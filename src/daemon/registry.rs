use std::collections::btree_map::{BTreeMap, Entry};
use std::ops::Bound;

use super::repo_config::Repository;

/// Immutable mapping from repository name to repository, built once at startup.
#[derive(Debug, Default, Clone)]
pub struct Registry {
    repos: BTreeMap<String, Repository>,
}

impl Registry {
    /// Insert a repository, handing it back if the name is already taken.
    pub(super) fn insert(&mut self, repo: Repository) -> Result<(), Repository> {
        match self.repos.entry(repo.name.clone()) {
            Entry::Occupied(_) => Err(repo),
            Entry::Vacant(slot) => {
                slot.insert(repo);
                Ok(())
            }
        }
    }

    pub fn get(&self, name: &str) -> Option<&Repository> {
        self.repos.get(name)
    }

    pub fn len(&self) -> usize {
        self.repos.len()
    }

    pub fn is_empty(&self) -> bool {
        self.repos.is_empty()
    }

    /// Repositories in name order.
    pub fn iter(&self) -> impl Iterator<Item = &Repository> + '_ {
        self.repos.values()
    }

    /// Pairs `(shorter, longer)` where one name is a textual prefix of another.
    /// Requests under such names are ambiguous without a tie-break.
    pub fn overlaps(&self) -> Vec<(&str, &str)> {
        let mut pairs = Vec::new();
        for short in self.repos.keys() {
            // Every name sharing `short` as a prefix sorts directly after it.
            for long in self
                .repos
                .range::<String, _>((Bound::Excluded(short), Bound::Unbounded))
                .map(|(name, _)| name)
                .take_while(|name| name.starts_with(short.as_str()))
            {
                pairs.push((short.as_str(), long.as_str()));
            }
        }
        pairs
    }
}

/// Whether `inner` lives below `outer` as a directory, e.g. `a` and `a/b`.
pub fn is_nested(outer: &str, inner: &str) -> bool {
    inner
        .strip_prefix(outer)
        .is_some_and(|rest| rest.starts_with('/'))
}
★ ★ ★ ★ ★
REQUIREMENT:
Repeat the data word for word. Leave nothing out.

RESULT FOR THIS TASK:
filename src/daemon/registry.rs
use std::collections::btree_map::{BTreeMap, Entry};
use std::ops::Bound;

use super::repo_config::Repository;

/// Immutable mapping from repository name to repository, built once at startup.
#[derive(Debug, Default, Clone)]
pub struct Registry {
    repos: BTreeMap<String, Repository>,
}

impl Registry {
    /// Insert a repository, handing it back if the name is already taken.
    pub(super) fn insert(&mut self, repo: Repository) -> Result<(), Repository> {
        match self.repos.entry(repo.name.clone()) {
            Entry::Occupied(_) => Err(repo),
            Entry::Vacant(slot) => {
                slot.insert(repo);
                Ok(())
            }
        }
    }

    pub fn get(&self, name: &str) -> Option<&Repository> {
        self.repos.get(name)
    }

    pub fn len(&self) -> usize {
        self.repos.len()
    }

    pub fn is_empty(&self) -> bool {
        self.repos.is_empty()
    }

    /// Repositories in name order.
    pub fn iter(&self) -> impl Iterator<Item = &Repository> + '_ {
        self.repos.values()
    }

    /// Pairs `(shorter, longer)` where one name is a textual prefix of another.
    /// Requests under such names are ambiguous without a tie-break.
    pub fn overlaps(&self) -> Vec<(&str, &str)> {
        let mut pairs = Vec::new();
        for short in self.repos.keys() {
            // Every name sharing `short` as a prefix sorts directly after it.
            for long in self
                .repos
                .range::<String, _>((Bound::Excluded(short), Bound::Unbounded))
                .map(|(name, _)| name)
                .take_while(|name| name.starts_with(short.as_str()))
            {
                pairs.push((short.as_str(), long.as_str()));
            }
        }
        pairs
    }
}

/// Whether `inner` lives below `outer` as a directory, e.g. `a` and `a/b`.
pub fn is_nested(outer: &str, inner: &str) -> bool {
    inner
        .strip_prefix(outer)
        .is_some_and(|rest| rest.starts_with('/'))
}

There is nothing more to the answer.